Sporopollenin is a biological polymer found as a major component of the tough outer (exine) walls of plant spores and pollen grains. It is chemically very stable and has been described as the "toughest material in the plant kingdom". It is well preserved in soils and sediments and with it surviving in spores from the mid‐Ordovician (475 million years ago) providing the earliest evidence of plant life on land.

The exine layer is often intricately sculptured in species-specific patterns, allowing material recovered from (for example) lake sediments to provide useful information to palynologists about past plant and fungal populations. Sporopollenin has found uses in the field of paleoclimatology as well as a marker of past ultraviolet (UVB) levels in the sunlight. Sporopollenin is also found in the cell walls of several taxa of green alga, including Phycopeltis (an ulvophycean) and Chlorella.

Spores are dispersed by many different environmental factors, such as wind, water or animals.

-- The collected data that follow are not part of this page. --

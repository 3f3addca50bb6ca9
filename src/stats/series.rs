/// Time-series views of a sample sequence
///
/// The only place sample order matters: successful times are kept in
/// chronological order, with the mean as a constant overlay. The dual view
/// spans the longer series; the shorter one simply stops at its own length,
/// never truncated and never extrapolated.
use serde::{Deserialize, Serialize};

use crate::config::types::Outcome;
use crate::stats::aggregate::{successful_times_ms, AggregateStats};

#[derive(Clone, Debug, PartialEq, Serialize, Deserialize)]
pub struct TimeSeries {
    /// Successful sample times in execution order, in milliseconds.
    pub samples_ms: Vec<f64>,
    /// Mean overlay; absent when there were no successful samples.
    pub mean_ms: Option<f64>,
}

#[derive(Clone, Debug, PartialEq, Serialize, Deserialize)]
pub struct DualTimeSeries {
    /// X-axis length: the longer of the two series.
    pub len: usize,
    pub baseline_ms: Vec<f64>,
    pub candidate_ms: Vec<f64>,
}

pub fn time_series(samples: &[Outcome], stats: &AggregateStats) -> TimeSeries {
    TimeSeries {
        samples_ms: successful_times_ms(samples),
        mean_ms: stats.timing.as_ref().map(|t| t.mean_ms),
    }
}

pub fn dual_time_series(baseline: &[Outcome], candidate: &[Outcome]) -> DualTimeSeries {
    let baseline_ms = successful_times_ms(baseline);
    let candidate_ms = successful_times_ms(candidate);
    DualTimeSeries {
        len: baseline_ms.len().max(candidate_ms.len()),
        baseline_ms,
        candidate_ms,
    }
}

In suitable conditions, the sporopollenin-rich walls of pollen grains and spores can persist in the fossil record for hundreds of millions of years, since sporopollenin is resistant to chemical degradation by organic and inorganic chemicals.

== Chemical composition ==
The chemical composition of sporopollenin has long been elusive due to its unusual chemical stability, insolubility and resistance to degradation by enzymes and strong chemical reagents. It was once thought to consist of polymerised carotenoids, but the application of more detailed analytical methods since the 1980s has shown that this is not correct. Analyses have revealed a complex biopolymer, containing mainly long-chain fatty acids, phenylpropanoids, phenolics and traces of carotenoids in a random co-polymer. Sporopollenin likely derives from several precursors that are chemically cross-linked to form a rigid structure. There is also good evidence that the chemical composition of sporopollenin is not the same in all plants, indicating it is a class of compounds rather than having one constant structure.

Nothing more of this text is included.